RECORDED INFORMATION:
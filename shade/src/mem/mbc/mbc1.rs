use std::fmt::Display;

use serde::Deserialize;
use serde::Serialize;
use serde_with::serde_as;
use tracing::trace;

use super::Controller;
use super::ram_enable_value;
use super::ram_index;
use super::rom_byte;

#[serde_as]
#[derive(Debug, Hash, Clone, PartialEq, Eq, Serialize, Deserialize)]
pub struct MBC1 {
    #[serde_as(as = "serde_with::Bytes")]
    rom: Vec<u8>,
    #[serde_as(as = "serde_with::Bytes")]
    ram: Vec<u8>,
    /// BANK1: the lower five bits of the ROM bank number. Writing zero selects one, which is how
    /// banks 0x00, 0x20, 0x40, and 0x60 become unreachable from 0x4000-0x7FFF.
    bank_index_one: u8,
    /// BANK2: two bits that are either the upper bits of the ROM bank number or the RAM bank
    /// number, depending on the banking mode.
    bank_index_two: u8,
    /// Determines if RAM can be read from and written to. The actual hardware uses an 8-bit
    /// register, so RAM is enabled when the lower 4 bits are 0xA.
    ///
    /// Initially set to `false`, any writes to the memory addresses 0x0000 through 0x1FFF write to
    /// this register.
    ram_enabled: bool,
    /// Any writes to the memory addresses 0x6000 through 0x7FFF write to this register.
    banking_mode: BankingMode,
}

impl Display for MBC1 {
    fn fmt(&self, f: &mut std::fmt::Formatter<'_>) -> std::fmt::Result {
        writeln!(f, "MBC1 {{")?;
        writeln!(f, "  MODE:  {}", self.banking_mode)?;
        writeln!(f, "  RAMG:  {}", self.ram_enabled)?;
        writeln!(f, "  BANK1: 0b{:0>5b}", self.bank_index_one)?;
        writeln!(f, "  BANK2: 0b{:0>2b}", self.bank_index_two)?;
        writeln!(f, "  rom_bank: 0x{:0>2X}", self.rom_bank())?;
        writeln!(f, "}}")
    }
}

#[derive(Debug, Clone, Copy, PartialEq, Eq, Hash, Serialize, Deserialize, derive_more::Display)]
pub enum BankingMode {
    Simple = 0,
    Advanced = 1,
}

impl BankingMode {
    fn from_byte(value: u8) -> Self {
        if (value & 0x1) == 0 {
            Self::Simple
        } else {
            Self::Advanced
        }
    }
}

impl MBC1 {
    pub fn new(rom: Vec<u8>, ram_size: usize) -> Self {
        Self {
            rom,
            ram: vec![0; ram_size],
            bank_index_one: 1,
            bank_index_two: 0,
            ram_enabled: false,
            banking_mode: BankingMode::Simple,
        }
    }

    pub fn ram_enabled(&self) -> bool {
        self.ram_enabled
    }

    /// The bank mapped at 0x0000-0x3FFF. Only advanced mode moves it.
    #[inline]
    pub fn first_rom_bank(&self) -> usize {
        match self.banking_mode {
            BankingMode::Simple => 0,
            BankingMode::Advanced => (self.bank_index_two << 5) as usize,
        }
    }

    /// The bank mapped at 0x4000-0x7FFF, before wrapping to the size of the ROM.
    #[inline]
    pub fn rom_bank(&self) -> usize {
        ((self.bank_index_two << 5) | self.bank_index_one) as usize
    }

    /// NOTE: This does *not* take RAM enablement into consideration.
    #[inline]
    pub fn ram_bank(&self) -> usize {
        match self.banking_mode {
            BankingMode::Simple => 0,
            BankingMode::Advanced => self.bank_index_two as usize,
        }
    }
}

impl Controller for MBC1 {
    fn read_rom(&self, addr: u16) -> u8 {
        rom_byte(&self.rom, self.first_rom_bank(), addr)
    }

    fn read_upper_rom(&self, addr: u16) -> u8 {
        rom_byte(&self.rom, self.rom_bank(), addr)
    }

    fn read_external(&self, addr: u16) -> u8 {
        match ram_index(&self.ram, self.ram_bank(), addr) {
            Some(i) if self.ram_enabled => self.ram[i],
            _ => 0xFF,
        }
    }

    fn write_external(&mut self, addr: u16, val: u8) {
        match ram_index(&self.ram, self.ram_bank(), addr) {
            Some(i) if self.ram_enabled => self.ram[i] = val,
            _ => {}
        }
    }

    fn write_control(&mut self, addr: u16, val: u8) {
        match addr {
            0x0000..0x2000 => self.ram_enabled = ram_enable_value(val),
            0x2000..0x4000 => {
                self.bank_index_one = std::cmp::max(0x1F & val, 1);
                trace!("MBC1 ROM bank 0x{:0>2X}", self.rom_bank());
            }
            0x4000..0x6000 => self.bank_index_two = 0x3 & val,
            _ => self.banking_mode = BankingMode::from_byte(val),
        }
    }

    fn ram(&self) -> &[u8] {
        &self.ram
    }

    fn ram_mut(&mut self) -> &mut [u8] {
        &mut self.ram
    }
}

#[cfg(test)]
mod tests {
    use super::*;
    use crate::mem::mbc::test_rom::banked_rom;

    // This test comes from the complete technical reference
    #[test]
    fn rom_bank_example_one() {
        let mut mbc = MBC1::new(banked_rom(128), 0);
        mbc.write_control(0x2000, 0x12);
        mbc.write_control(0x4000, 0x01);

        // While in simple mode
        assert_eq!(mbc.read_rom(0x0000), 0);
        assert_eq!(mbc.read_rom(0x3FFF), 0);
        assert_eq!(mbc.read_upper_rom(0x4000), 0x32);
        assert_eq!(mbc.read_upper_rom(0x7FFF), 0x32);

        // While in advanced mode
        mbc.write_control(0x6000, 0x01);
        assert_eq!(mbc.read_rom(0x0000), 0x20);
        assert_eq!(mbc.read_rom(0x3FFF), 0x20);
        assert_eq!(mbc.read_upper_rom(0x4000), 0x32);
        assert_eq!(mbc.read_upper_rom(0x7FFF), 0x32);
    }

    // This test comes from the complete technical reference
    #[test]
    fn rom_bank_example_two() {
        let mut mbc = MBC1::new(banked_rom(128), 0);
        mbc.write_control(0x2000, 0b00100);
        mbc.write_control(0x4000, 0b10);
        assert_eq!(mbc.rom_bank(), 0x44);
        assert_eq!(mbc.read_rom(0x0000), 0);
        assert_eq!(mbc.read_upper_rom(0x4000), 0x44);
    }

    #[test]
    fn bank_zero_is_bumped() {
        let mut mbc = MBC1::new(banked_rom(128), 0);
        for upper in 0..4u8 {
            mbc.write_control(0x4000, upper);
            mbc.write_control(0x2000, 0x00);
            let expected = (upper << 5) + 1;
            assert_eq!(mbc.read_upper_rom(0x4000), expected);
            // Only the lower five bits are wired up
            mbc.write_control(0x2000, 0xE0);
            assert_eq!(mbc.read_upper_rom(0x4000), expected);
        }
    }

    #[test]
    fn banks_wrap_to_rom_size() {
        let mut mbc = MBC1::new(banked_rom(4), 0);
        mbc.write_control(0x2000, 0x05);
        assert_eq!(mbc.read_upper_rom(0x4000), 1);
        mbc.write_control(0x2000, 0x03);
        assert_eq!(mbc.read_upper_rom(0x4000), 3);
    }

    #[test]
    fn ram_enable_and_banking() {
        let mut mbc = MBC1::new(banked_rom(4), 0x8000);
        mbc.write_external(0xA000, 0x11);
        assert_eq!(mbc.read_external(0xA000), 0xFF);

        mbc.write_control(0x0000, 0x0A);
        assert!(mbc.ram_enabled());
        mbc.write_external(0xA000, 0x11);
        assert_eq!(mbc.read_external(0xA000), 0x11);

        // Switch to RAM bank 2, which only happens in advanced mode
        mbc.write_control(0x4000, 0x02);
        assert_eq!(mbc.read_external(0xA000), 0x11);
        mbc.write_control(0x6000, 0x01);
        assert_eq!(mbc.read_external(0xA000), 0x00);
        mbc.write_external(0xA000, 0x22);
        mbc.write_control(0x6000, 0x00);
        assert_eq!(mbc.read_external(0xA000), 0x11);

        mbc.write_control(0x0000, 0x00);
        assert_eq!(mbc.read_external(0xA000), 0xFF);
        mbc.write_control(0x0000, 0x0A);
        assert_eq!(mbc.read_external(0xA000), 0x11);
        assert_eq!(mbc.ram()[2 * 0x2000], 0x22);
    }

    #[test]
    fn bank_mode_creation() {
        (0..u8::MAX).for_each(|i| assert_eq!(BankingMode::from_byte(i) as u8, 0x1 & i))
    }
}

ASSIGNMENT: Out of the entries, report each line that contains the word "memory".

OUTPUT BELOW:
    /// Initially set to `false`, any writes to the memory addresses 0x0000 through 0x1FFF write to
    /// Any writes to the memory addresses 0x6000 through 0x7FFF write to this register.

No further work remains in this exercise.